Since her striking debut in Heavenly Creatures, Melanie Lynskey has crafted a career largely out of quiet-but-powerful supporting roles. Now she’s playing the quiet-but-powerful lead in this week’s Hello, I Must Be Going. The movie follows a thirtysomething divorcée (Lynskey) who mopes around her parents’ Connecticut home — until! — she meets a hot 19-year-old (Christopher Abbott), and starts making out with him, lots. We spoke with the New Zealand–born actress about on-set playlists, Twitter, and the awkwardness of dating.
This movie is sort of sad, yet sort of hopeful. What draws you to that combination so often?
I like to play the grey areas in life — that’s the most uncomfortable place to be. Nobody likes to be in that in-between state where there don’t know what’s going to happen. There’s a lot of tension in that, and a lot of stuff to play with — where it’s uncomfortable and awkward and sad and scary.
If something scares you, is that a good sign you should do it?
For me, it’s more if something clicks emotionally. The interesting thing about acting is using all your own stuff and having some kind of personal catharsis while you’re working. So I understand that, but I don’t have the impulse like, “Oh, I’ve never played this kind of Scottish drug addict … “
Is there a secret to onscreen crying?
I’m not one of those people who can cry on cue. If I have to cry in an audition I’m like, “Okay, let me see what I can do.” But when I’m working, I always have an iPod with me, and it usually turns out that one particular song will become my theme song. So every movie I’ve done I have a particular song I keep going back to that puts me in the right emotional place. For Win Win it was the Pixies’ “Gouge Away,” for whatever reason. For this movie I had two songs because half the time I had to be crying and emotional and feeling horrible about myself, and then half the time I had to be in this romantic ecstasy. So I had “Let Down,” that Radiohead song, and then my happy song was “Running Up That Hill,” by Kate Bush, because it’s very sexy.
You share an awkward first date in the movie with real-life husband Jimmi Simpson. Did you ever have any dating experiences where it was that awkward a mismatch?
Yeah. But we don’t really date a lot in New Zealand. You usually just go out with a gang of people and then you end up going home with someone if you like them. [laughs] It’s a little looser in New Zealand than it is here.

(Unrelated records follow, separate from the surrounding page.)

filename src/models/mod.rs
//! Data models
//!
//! Rust structs representing database entities.

mod ingredient;
mod recipe;
mod recipe_ingredient;

pub use ingredient::{Ingredient, IngredientCreate};
pub use recipe::{Recipe, RecipeCreate};
pub use recipe_ingredient::{RecipeIngredient, RecipeIngredientDetail};
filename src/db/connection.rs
//! Database connection management
//!
//! Provides SQLite connection pooling and management.

use std::path::Path;
use std::sync::Arc;

use r2d2::{Pool, PooledConnection};
use r2d2_sqlite::SqliteConnectionManager;
use rusqlite::OpenFlags;
use thiserror::Error;

/// Database error types
#[derive(Debug, Error)]
pub enum DbError {
    #[error("Database connection error: {0}")]
    Connection(#[from] r2d2::Error),

    #[error("SQLite error: {0}")]
    Sqlite(#[from] rusqlite::Error),
}

impl DbError {
    /// Whether a UNIQUE constraint rejected the statement
    pub fn is_unique_violation(&self) -> bool {
        matches!(
            self,
            DbError::Sqlite(rusqlite::Error::SqliteFailure(e, _))
                if e.extended_code == rusqlite::ffi::SQLITE_CONSTRAINT_UNIQUE
        )
    }
}

/// Result type for database operations
pub type DbResult<T> = Result<T, DbError>;

const CONNECTION_PRAGMAS: &str = "PRAGMA foreign_keys = ON;
     PRAGMA journal_mode = WAL;
     PRAGMA synchronous = NORMAL;
     PRAGMA temp_store = MEMORY;";

/// Database connection pool wrapper
#[derive(Clone)]
pub struct Database {
    pool: Arc<Pool<SqliteConnectionManager>>,
}

impl Database {
    /// Create a new database connection pool
    pub fn new<P: AsRef<Path>>(path: P) -> DbResult<Self> {
        let manager = SqliteConnectionManager::file(path)
            .with_flags(
                OpenFlags::SQLITE_OPEN_READ_WRITE
                    | OpenFlags::SQLITE_OPEN_CREATE
                    | OpenFlags::SQLITE_OPEN_URI,
            )
            .with_init(|conn| conn.execute_batch(CONNECTION_PRAGMAS));

        let pool = Pool::builder().max_size(10).build(manager)?;

        Ok(Self {
            pool: Arc::new(pool),
        })
    }

    /// Create a single-connection in-memory database
    ///
    /// Every in-memory connection is its own database, so the pool is capped
    /// at one connection.
    pub fn in_memory() -> DbResult<Self> {
        let manager = SqliteConnectionManager::memory()
            .with_init(|conn| conn.execute_batch("PRAGMA foreign_keys = ON;"));

        let pool = Pool::builder().max_size(1).build(manager)?;

        Ok(Self {
            pool: Arc::new(pool),
        })
    }

    /// Get a connection from the pool
    pub fn get_conn(&self) -> DbResult<PooledConnection<SqliteConnectionManager>> {
        Ok(self.pool.get()?)
    }

    /// Execute a closure with a database connection
    pub fn with_conn<F, T>(&self, f: F) -> DbResult<T>
    where
        F: FnOnce(&rusqlite::Connection) -> DbResult<T>,
    {
        let conn = self.get_conn()?;
        f(&conn)
    }

    /// Execute a closure with a mutable database connection (for transactions)
    pub fn with_conn_mut<F, T, E>(&self, f: F) -> Result<T, E>
    where
        F: FnOnce(&mut rusqlite::Connection) -> Result<T, E>,
        E: From<DbError>,
    {
        let mut conn = self.get_conn()?;
        f(&mut conn)
    }
}

#[cfg(test)]
mod tests {
    use super::*;

    #[test]
    fn test_unique_violation_is_recognised() {
        let db = Database::in_memory().unwrap();
        let err = db
            .with_conn(|conn| {
                conn.execute_batch(
                    "CREATE TABLE t (name TEXT UNIQUE); INSERT INTO t VALUES ('a');",
                )?;
                conn.execute("INSERT INTO t VALUES ('a')", [])?;
                Ok(())
            })
            .unwrap_err();
        assert!(err.is_unique_violation());

        let err = db
            .with_conn(|conn| {
                conn.execute("INSERT INTO missing VALUES (1)", [])
                    .map_err(DbError::from)
            })
            .unwrap_err();
        assert!(!err.is_unique_violation());
    }
}
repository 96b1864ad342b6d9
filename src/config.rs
//! Runtime configuration
//!
//! Everything is read from the environment:
//!
//! - `LARDER_DATABASE_PATH`: SQLite file (default `<project>/data/larder.db`)
//! - `RUST_LOG`: tracing filter, with `larder=info` added on top

use std::path::PathBuf;

use tracing_subscriber::filter::{EnvFilter, ParseError};

pub const DATABASE_PATH_VAR: &str = "LARDER_DATABASE_PATH";

const DEFAULT_LOG_DIRECTIVE: &str = "larder=info";

/// Get the database path from the environment or fall back to the default
pub fn database_path() -> PathBuf {
    std::env::var(DATABASE_PATH_VAR)
        .map(PathBuf::from)
        .unwrap_or_else(|_| default_database_path())
}

/// `data/larder.db` next to the project root (or the executable)
fn default_database_path() -> PathBuf {
    let mut path = std::env::current_exe()
        .ok()
        .and_then(|p| p.parent().map(|p| p.to_path_buf()))
        .unwrap_or_else(|| PathBuf::from("."));

    // Go up from target/release or target/debug to project root
    if path.ends_with("release") || path.ends_with("debug") {
        if let Some(project_root) = path.parent().and_then(|target| target.parent()) {
            path = project_root.to_path_buf();
        }
    }

    path.push("data");
    path.push("larder.db");
    path
}

/// Log filter from `RUST_LOG` plus the crate default
pub fn log_filter() -> Result<EnvFilter, ParseError> {
    Ok(EnvFilter::from_default_env().add_directive(DEFAULT_LOG_DIRECTIVE.parse()?))
}

#[cfg(test)]
mod tests {
    use super::*;

    #[test]
    fn test_default_database_path_file_name() {
        let path = default_database_path();
        assert!(path.ends_with("data/larder.db"));
    }

    #[test]
    fn test_default_log_directive_parses() {
        assert!(log_filter().is_ok());
    }
}
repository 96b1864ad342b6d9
//! Larder Library
//!
//! Pantry ingredients, recipes and cooking unit conversion.

pub mod build_info;
pub mod config;
pub mod conversion;
pub mod db;
pub mod mcp;
pub mod models;
pub mod tools;
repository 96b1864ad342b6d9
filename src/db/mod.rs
//! Database module
//!
//! Handles SQLite connection and migrations.

pub mod connection;
pub mod migrations;

pub use connection::{Database, DbError, DbResult};
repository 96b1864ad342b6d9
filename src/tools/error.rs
//! Tool error types

use serde::Serialize;
use thiserror::Error;

use crate::conversion::ConversionError;
use crate::db::DbError;

/// Errors surfaced by tool calls
#[derive(Debug, Error)]
pub enum ToolError {
    /// Request failed validation
    #[error("{0}")]
    InvalidInput(String),

    /// Unit or amount the engine cannot work with
    #[error(transparent)]
    Conversion(#[from] ConversionError),

    #[error("{0}")]
    NotFound(String),

    /// Request conflicts with existing data (duplicates, ingredients in use)
    #[error("{0}")]
    Conflict(String),

    #[error("Database error: {0}")]
    Database(#[from] DbError),
}

/// Result type for tool operations
pub type ToolResult<T> = Result<T, ToolError>;

impl ToolError {
    /// Whether the caller sent something wrong, as opposed to a server fault
    pub fn is_client_error(&self) -> bool {
        !matches!(self, ToolError::Database(_))
    }

    /// Error for a failed insert: a UNIQUE violation becomes `conflict()`
    pub fn from_insert(e: DbError, conflict: impl FnOnce() -> ToolError) -> Self {
        if e.is_unique_violation() {
            conflict()
        } else {
            ToolError::Database(e)
        }
    }
}

impl From<rusqlite::Error> for ToolError {
    fn from(e: rusqlite::Error) -> Self {
        ToolError::Database(DbError::Sqlite(e))
    }
}

/// JSON body returned for not-found and conflict outcomes
#[derive(Debug, Serialize)]
pub struct ErrorResponse {
    pub error: String,
}

impl From<&ToolError> for ErrorResponse {
    fn from(e: &ToolError) -> Self {
        Self { error: e.to_string() }
    }
}
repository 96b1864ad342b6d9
//! MCP server module

mod server;

pub use server::LarderService;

I think that’s the way a lot of guys would prefer it.
I prefer it, too. It’s a lot nicer to just hang out and say, “Well, I like you, do you want to do this or not?” Dating is so uncomfortable. When I first came [to Los Angeles] I got asked out by an actor who called my agent and asked to take me on a date. And he was super-cute, so I said yes. I guess he’d seen me across the room at a party or something. But it was a little awkward, and the whole thing was too weird. I said, “I’m not cut out for this.”
You’re on Twitter. Was taking a more public face via social media an easy decision?
It felt weird. Not that anybody cares or is about to impersonate me, but some friends of ours had people pretending to be them so initially I was like, Let me just get my name, then maybe I’ll see what this is like. Then it became fun, and then I got addicted. And I’ve developed friendships on Twitter, people that I then met in life because we had an online relationship, like, “Oh, are you also at this film festival? Let’s get a drink.”
Christopher Abbott plays a very different kind of guy in this than he does in Girls. He’s still a sweet guy, but he at least isn’t a total pushover. Have you seen the show?
Girls had not yet been on television when we started working. He’d done a lot of theater [but] I hadn’t seen him. There was an actor who was supposed to do it (Chronicle’s Dane DeHaan), and we had done the reading together and had a great chemistry. But he had to drop out, and everybody went into a crazy panic. Then Todd sent me [Christopher’s] audition, and I just started crying while I was watching it, over how great he was and the relief that I felt. I was like, “If we can get this person then our movie is fine. Here’s somebody who’s legitimately amazing.” Later, when Chris told me he was doing the show with [Lena Dunham] I was like, “That’s awesome, she has a show?” And then it really became something that people responded to, which makes me excited for the world.